Rob Shave (1), Keith George (2) & Emma Hart (1) 
1: Centre for Sports Medicine and Human Performance, Brunel University, Uxbridge, Middlesex, UB8 3PH
2: Research Institute for Sport and Exercise Sciences, Liverpool John Moores University, Liverpool, L3 2ET


https://doi.org/10.36866/pn.69.27

Keith George (left), Emma Hart and Rob Shave

It is widely recognised that skeletal muscle performance is reduced in response to prolonged exercise; whether the same occurs with cardiac muscle is currently a topic of scientific debate. A number of recent studies have demonstrated a modest and transitory impairment of left ventricular (LV) systolic (ejection fraction and the ratio of end systolic volume to pressure) and diastolic (ratios of early to late LV filling and early and late myocardial wall velocities) function after prolonged exercise such as marathon running and Ironman triathlons.

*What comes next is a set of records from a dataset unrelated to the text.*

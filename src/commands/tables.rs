//! Table handlers
//!
//! Tables are stored locally per user; none of these commands talk to the
//! backend.

use colored::Colorize;

use super::{to_json, AppContext};
use crate::cli::TablesCommand;
use crate::error::{DashError, Result};
use crate::tables::{TableStore, DEFAULT_TEMPLATE_ROWS};
use crate::views::tables::{render_list, render_summary, render_table};

/// Handle table commands for the signed-in user
pub fn handle_tables(ctx: &AppContext, command: TablesCommand) -> Result<String> {
    let session = ctx.session()?;
    // Reset must work even when the stored list no longer loads
    if let TablesCommand::Reset { yes } = command {
        return reset(ctx, yes);
    }
    let mut store = TableStore::open(ctx.sessions.storage().clone(), session)?;

    match command {
        TablesCommand::List { json } => {
            if json {
                return to_json(store.tables());
            }
            Ok(render_list(
                store.tables(),
                store.selected().map(|t| t.id.as_str()),
            ))
        }
        TablesCommand::Show { id, json } => {
            let table = match id {
                Some(id) => store.get(&id)?,
                None => store.selected().ok_or_else(|| {
                    DashError::Validation(
                        "No table selected: pass an id or create a table first".to_string(),
                    )
                })?,
            };
            if json {
                return to_json(table);
            }
            Ok(render_table(table, &crate::tables::summarize(table)))
        }
        TablesCommand::New { rows, cols } => {
            let table = store.create_empty(rows, cols)?;
            Ok(format!("Created {} {}", table.name.bold(), table.id.cyan()))
        }
        TablesCommand::Template { kind } => {
            let table =
                store.create_from_template(kind.name(), &kind.headers(), DEFAULT_TEMPLATE_ROWS)?;
            Ok(format!("Created {} {}", table.name.bold(), table.id.cyan()))
        }
        TablesCommand::Rename { id, name } => {
            store.rename(&id, &name)?;
            Ok(format!("Renamed {} to {}", id.cyan(), name.bold()))
        }
        TablesCommand::Set {
            id,
            row,
            col,
            value,
        } => {
            store.set_cell(&id, row, col, &value)?;
            Ok(format!("Set ({}, {}) in {}", row, col, id.cyan()))
        }
        TablesCommand::AddRow { id } => shape_change(&mut store, &id, TableStore::add_row),
        TablesCommand::RemoveRow { id } => shape_change(&mut store, &id, TableStore::remove_row),
        TablesCommand::AddColumn { id } => shape_change(&mut store, &id, TableStore::add_column),
        TablesCommand::RemoveColumn { id } => {
            shape_change(&mut store, &id, TableStore::remove_column)
        }
        TablesCommand::Delete { id } => {
            store.delete(&id)?;
            let selected = match store.selected() {
                Some(t) => format!("selected {}", t.name.bold()),
                None => "no tables left".to_string(),
            };
            Ok(format!("Deleted {}, {}", id.cyan(), selected))
        }
        TablesCommand::Select { id } => {
            store.select(&id)?;
            Ok(format!("Selected {}", id.cyan()))
        }
        TablesCommand::Summary { id, json } => {
            let summary = store.summarize(&id)?;
            if json {
                return to_json(&summary);
            }
            Ok(render_summary(&summary))
        }
        TablesCommand::Reset { yes } => reset(ctx, yes),
    }
}

fn reset(ctx: &AppContext, yes: bool) -> Result<String> {
    if !yes {
        return Err(DashError::Validation(
            "Resetting deletes every table: pass --yes to confirm".to_string(),
        )
        .into());
    }
    TableStore::reset(ctx.sessions.storage(), ctx.session()?)?;
    Ok("Removed all tables".to_string())
}

/// Apply a row or column change and report the resulting size
fn shape_change<F>(store: &mut TableStore, id: &str, change: F) -> Result<String>
where
    F: FnOnce(&mut TableStore, &str) -> Result<bool>,
{
    let changed = change(store, id)?;
    let table = store.get(id)?;
    let size = format!("{}x{}", table.rows(), table.cols());
    Ok(if changed {
        format!("{} is now {}", table.name, size)
    } else {
        format!("{} is already at its minimum size ({})", table.name, size)
    })
}
//! Tables page: list of the user's tables, grid view and column summary

use colored::Colorize;
use prettytable::{format, row, Cell, Row, Table as Grid};

use crate::tables::{ColumnSummary, Table};

/// Render the table list, marking the selected table
pub fn render_list(tables: &[Table], selected: Option<&str>) -> String {
    if tables.is_empty() {
        return format!(
            "{}\nCreate one with {} or {}.",
            "No tables yet.".yellow(),
            "contentdash tables new".cyan(),
            "contentdash tables template <kind>".cyan()
        );
    }

    let mut grid = Grid::new();
    grid.set_format(*format::consts::FORMAT_BORDERS_ONLY);
    grid.set_titles(row!["", "ID", "Name", "Size", "Updated"]);

    for table in tables {
        let marker = if Some(table.id.as_str()) == selected {
            "*"
        } else {
            ""
        };
        grid.add_row(row![
            marker,
            table.id.cyan(),
            table.name,
            format!("{}x{}", table.rows(), table.cols()),
            table.updated_at.format("%Y-%m-%d %H:%M")
        ]);
    }

    format!("{}\n{}", "Tables".bold(), grid)
}

/// Render one table: the grid with row and column numbers, then its summary
pub fn render_table(table: &Table, summary: &[ColumnSummary]) -> String {
    let mut grid = Grid::new();
    grid.set_format(*format::consts::FORMAT_BOX_CHARS);

    let mut header = vec![Cell::new("#")];
    header.extend((0..table.cols()).map(|c| Cell::new(&c.to_string())));
    grid.set_titles(Row::new(header));

    for (idx, cells) in table.data.iter().enumerate() {
        let mut row = vec![Cell::new(&idx.to_string())];
        row.extend(cells.iter().map(|value| Cell::new(value)));
        grid.add_row(Row::new(row));
    }

    let mut out = format!(
        "{} {}\n{}",
        table.name.bold(),
        format!("({})", table.id).dimmed(),
        grid
    );
    out.push_str(&render_summary(summary));
    out
}

/// Render the numeric column summary
pub fn render_summary(summary: &[ColumnSummary]) -> String {
    if summary.is_empty() {
        return "No numeric columns.".dimmed().to_string();
    }

    let mut grid = Grid::new();
    grid.set_format(*format::consts::FORMAT_CLEAN);
    grid.set_titles(row!["Column", "Sum", "Average", "Cells"]);
    for column in summary {
        grid.add_row(row![
            column.label,
            format_number(column.sum),
            format_number(column.avg),
            column.count
        ]);
    }
    format!("{}\n{}", "Summary".underline(), grid)
}

/// Up to two decimals, without trailing zeros
fn format_number(value: f64) -> String {
    let text = format!("{:.2}", value);
    let text = text.trim_end_matches('0').trim_end_matches('.');
    if text == "-0" {
        "0".to_string()
    } else {
        text.to_string()
    }
}

#[cfg(test)]
mod tests {
    use super::*;
    use crate::tables::summarize;
    use chrono::Utc;

    fn table(id: &str, data: Vec<Vec<&str>>) -> Table {
        let now = Utc::now();
        Table {
            id: id.into(),
            name: format!("Table {}", id),
            created_at: now,
            updated_at: now,
            data: data
                .into_iter()
                .map(|r| r.into_iter().map(String::from).collect())
                .collect(),
        }
    }

    #[test]
    fn test_format_number() {
        assert_eq!(format_number(3.5), "3.5");
        assert_eq!(format_number(3.0), "3");
        assert_eq!(format_number(1.756), "1.76");
        assert_eq!(format_number(-0.001), "0");
    }

    #[test]
    fn test_list_marks_selection() {
        let tables = vec![table("a", vec![vec![""]]), table("b", vec![vec![""]])];
        let page = render_list(&tables, Some("b"));
        let marked: Vec<&str> = page.lines().filter(|l| l.contains('*')).collect();
        assert_eq!(marked.len(), 1);
        assert!(marked[0].contains("Table b"));
    }

    #[test]
    fn test_empty_list_hints_creation() {
        assert!(render_list(&[], None).contains("No tables yet"));
    }

    #[test]
    fn test_render_table_includes_cells_and_summary() {
        let t = table("t", vec![vec!["A", "B"], vec!["1,5", "x"], vec!["2", "3"]]);
        let page = render_table(&t, &summarize(&t));
        assert!(page.contains("1,5"));
        assert!(page.contains("Summary"));
        assert!(page.contains("1.75"));
    }

    #[test]
    fn test_render_summary_without_numbers() {
        assert!(render_summary(&[]).contains("No numeric columns"));
    }
}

Driven largely by advances in echocardiographic technology, numerous studies have described post-exercise cardiac impairment in increasing detail. The initial studies using 2-dimensional and Doppler measures were improved upon with tissue Doppler and recently 2­dimensional speckle tracking. With the advance in technology it has been possible to demonstrate both global and regional changes in systolic function; for example,Rifai et al.(1999) demonstrated a 21% reduction in ejection fraction in addition to segmental wall motion abnormalities. More recently our group have demonstrated regional reductions in peak systolic 2D derived strain and strain rate (longitudinal, circumferential and radial planes) in athletes completing the Comrades ultra-marathon (Fig. 1). Similarly, evidence for reductions in both global and regional diastolic function has been presented (Neilan et al. 2006). The trans-mitral filling ratio and LV flow propagation velocity has been shown to be transiently impaired post­exercise (Fig. 2). These global diastolic changes have been mirrored by segmental reductions in diastolic wall velocities, strain and strain rate (George et al. 2006; Neilan et al. 2006).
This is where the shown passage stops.